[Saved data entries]
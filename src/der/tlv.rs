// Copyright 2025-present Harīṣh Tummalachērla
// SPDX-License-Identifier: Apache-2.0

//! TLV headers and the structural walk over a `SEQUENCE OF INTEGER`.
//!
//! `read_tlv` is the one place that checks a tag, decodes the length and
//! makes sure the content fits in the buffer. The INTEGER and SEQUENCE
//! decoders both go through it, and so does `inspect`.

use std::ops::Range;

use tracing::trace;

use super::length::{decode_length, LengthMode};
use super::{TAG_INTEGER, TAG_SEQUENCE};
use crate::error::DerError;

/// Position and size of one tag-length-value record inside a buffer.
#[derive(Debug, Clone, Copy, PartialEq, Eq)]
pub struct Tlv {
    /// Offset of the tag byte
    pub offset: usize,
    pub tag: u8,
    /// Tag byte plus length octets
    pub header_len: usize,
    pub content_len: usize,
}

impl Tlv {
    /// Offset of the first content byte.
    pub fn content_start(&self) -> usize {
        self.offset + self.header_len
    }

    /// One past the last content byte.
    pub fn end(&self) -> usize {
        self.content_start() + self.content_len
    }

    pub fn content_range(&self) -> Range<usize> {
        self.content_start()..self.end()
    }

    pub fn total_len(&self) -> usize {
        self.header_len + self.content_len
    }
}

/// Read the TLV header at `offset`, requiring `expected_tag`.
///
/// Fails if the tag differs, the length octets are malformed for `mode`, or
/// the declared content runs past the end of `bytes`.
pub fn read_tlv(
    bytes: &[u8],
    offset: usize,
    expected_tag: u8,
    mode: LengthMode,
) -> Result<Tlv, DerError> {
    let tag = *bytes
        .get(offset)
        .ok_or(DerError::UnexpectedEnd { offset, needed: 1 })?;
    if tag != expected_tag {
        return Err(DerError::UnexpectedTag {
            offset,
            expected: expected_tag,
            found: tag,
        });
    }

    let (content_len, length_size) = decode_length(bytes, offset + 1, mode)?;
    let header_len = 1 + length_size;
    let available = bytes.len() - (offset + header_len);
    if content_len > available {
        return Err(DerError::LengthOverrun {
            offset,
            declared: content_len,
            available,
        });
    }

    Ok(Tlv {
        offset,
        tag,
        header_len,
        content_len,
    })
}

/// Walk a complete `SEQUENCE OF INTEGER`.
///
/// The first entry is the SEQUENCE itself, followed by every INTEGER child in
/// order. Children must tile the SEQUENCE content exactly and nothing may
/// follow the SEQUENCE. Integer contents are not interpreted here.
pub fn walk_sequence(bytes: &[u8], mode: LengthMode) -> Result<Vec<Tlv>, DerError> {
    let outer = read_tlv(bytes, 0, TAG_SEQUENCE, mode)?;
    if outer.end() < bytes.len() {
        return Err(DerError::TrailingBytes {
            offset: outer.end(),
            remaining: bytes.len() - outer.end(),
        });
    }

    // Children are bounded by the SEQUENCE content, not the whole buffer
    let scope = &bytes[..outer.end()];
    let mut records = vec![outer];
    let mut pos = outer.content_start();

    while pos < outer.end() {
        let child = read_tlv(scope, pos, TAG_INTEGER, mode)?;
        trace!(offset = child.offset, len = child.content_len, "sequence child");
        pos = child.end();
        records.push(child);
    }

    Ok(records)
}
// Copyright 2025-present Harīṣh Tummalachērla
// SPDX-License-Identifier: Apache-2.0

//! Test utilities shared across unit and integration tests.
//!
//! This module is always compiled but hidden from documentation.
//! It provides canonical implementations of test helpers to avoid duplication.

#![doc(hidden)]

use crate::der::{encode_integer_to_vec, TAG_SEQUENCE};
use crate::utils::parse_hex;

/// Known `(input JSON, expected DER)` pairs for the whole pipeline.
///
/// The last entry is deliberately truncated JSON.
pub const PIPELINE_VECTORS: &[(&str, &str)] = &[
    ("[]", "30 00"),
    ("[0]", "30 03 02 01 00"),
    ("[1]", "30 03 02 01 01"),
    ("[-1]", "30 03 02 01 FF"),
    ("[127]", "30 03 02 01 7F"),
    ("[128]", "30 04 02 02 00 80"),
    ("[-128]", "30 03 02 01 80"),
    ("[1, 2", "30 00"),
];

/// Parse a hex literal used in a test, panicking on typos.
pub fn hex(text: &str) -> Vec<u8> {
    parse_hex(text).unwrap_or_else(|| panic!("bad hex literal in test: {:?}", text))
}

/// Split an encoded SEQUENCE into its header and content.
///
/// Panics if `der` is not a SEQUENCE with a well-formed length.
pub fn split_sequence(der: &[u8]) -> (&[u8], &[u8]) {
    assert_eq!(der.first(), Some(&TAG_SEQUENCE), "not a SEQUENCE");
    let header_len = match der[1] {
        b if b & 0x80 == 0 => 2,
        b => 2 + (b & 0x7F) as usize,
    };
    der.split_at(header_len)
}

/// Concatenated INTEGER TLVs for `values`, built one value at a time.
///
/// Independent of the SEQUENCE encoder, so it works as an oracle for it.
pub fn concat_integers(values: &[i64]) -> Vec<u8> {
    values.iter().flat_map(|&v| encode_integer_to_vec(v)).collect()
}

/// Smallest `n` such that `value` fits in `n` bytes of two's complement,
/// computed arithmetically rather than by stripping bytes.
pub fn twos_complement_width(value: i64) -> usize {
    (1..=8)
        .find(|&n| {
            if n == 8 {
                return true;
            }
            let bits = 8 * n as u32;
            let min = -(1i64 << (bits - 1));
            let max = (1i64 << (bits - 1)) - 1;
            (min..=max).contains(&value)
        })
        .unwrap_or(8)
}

--

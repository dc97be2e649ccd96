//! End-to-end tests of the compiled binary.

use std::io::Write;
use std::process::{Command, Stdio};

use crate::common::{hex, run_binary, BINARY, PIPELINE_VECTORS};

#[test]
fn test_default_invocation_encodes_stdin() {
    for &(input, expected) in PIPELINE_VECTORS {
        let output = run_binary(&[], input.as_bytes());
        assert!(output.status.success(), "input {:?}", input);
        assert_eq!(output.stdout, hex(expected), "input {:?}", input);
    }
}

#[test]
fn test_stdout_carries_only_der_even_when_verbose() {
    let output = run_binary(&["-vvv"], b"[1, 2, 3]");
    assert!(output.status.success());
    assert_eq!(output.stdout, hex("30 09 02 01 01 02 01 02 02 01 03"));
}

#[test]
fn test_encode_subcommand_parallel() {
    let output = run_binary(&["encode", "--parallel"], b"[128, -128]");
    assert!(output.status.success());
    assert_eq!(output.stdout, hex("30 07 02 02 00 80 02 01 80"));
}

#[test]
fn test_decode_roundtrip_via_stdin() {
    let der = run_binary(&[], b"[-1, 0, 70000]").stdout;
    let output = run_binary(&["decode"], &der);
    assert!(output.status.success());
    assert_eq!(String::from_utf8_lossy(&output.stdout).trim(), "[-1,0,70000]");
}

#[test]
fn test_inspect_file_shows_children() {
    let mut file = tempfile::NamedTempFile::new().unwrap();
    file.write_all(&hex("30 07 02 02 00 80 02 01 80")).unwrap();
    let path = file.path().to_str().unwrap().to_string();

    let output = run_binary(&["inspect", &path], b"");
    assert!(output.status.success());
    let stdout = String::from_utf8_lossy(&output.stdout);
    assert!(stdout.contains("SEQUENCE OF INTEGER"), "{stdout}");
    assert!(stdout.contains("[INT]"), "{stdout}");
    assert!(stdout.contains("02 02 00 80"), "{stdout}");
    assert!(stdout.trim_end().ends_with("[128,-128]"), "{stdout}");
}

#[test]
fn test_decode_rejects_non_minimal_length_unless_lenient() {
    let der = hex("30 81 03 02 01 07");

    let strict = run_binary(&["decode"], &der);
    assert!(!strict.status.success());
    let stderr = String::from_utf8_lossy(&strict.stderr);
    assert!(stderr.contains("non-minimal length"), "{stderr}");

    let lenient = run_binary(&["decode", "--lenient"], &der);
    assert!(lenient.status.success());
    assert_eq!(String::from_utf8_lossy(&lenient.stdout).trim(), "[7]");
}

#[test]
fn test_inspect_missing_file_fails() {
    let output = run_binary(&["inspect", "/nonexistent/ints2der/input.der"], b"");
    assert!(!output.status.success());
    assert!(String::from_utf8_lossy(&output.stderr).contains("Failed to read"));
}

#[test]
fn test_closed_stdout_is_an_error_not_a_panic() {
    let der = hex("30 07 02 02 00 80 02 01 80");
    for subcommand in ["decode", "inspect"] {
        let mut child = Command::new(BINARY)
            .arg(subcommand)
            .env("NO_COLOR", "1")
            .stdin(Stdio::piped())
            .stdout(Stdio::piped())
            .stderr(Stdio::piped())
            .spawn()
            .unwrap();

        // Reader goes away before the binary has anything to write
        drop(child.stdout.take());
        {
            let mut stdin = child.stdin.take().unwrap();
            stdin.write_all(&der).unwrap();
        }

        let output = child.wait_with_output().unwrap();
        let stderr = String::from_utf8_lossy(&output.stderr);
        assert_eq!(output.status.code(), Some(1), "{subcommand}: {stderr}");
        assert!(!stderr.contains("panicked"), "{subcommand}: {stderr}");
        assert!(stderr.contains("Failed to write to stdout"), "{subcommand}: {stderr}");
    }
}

● To do
Look through the entries above and count each line holding "LengthMode"; report the count alone.

● Answer to this task
3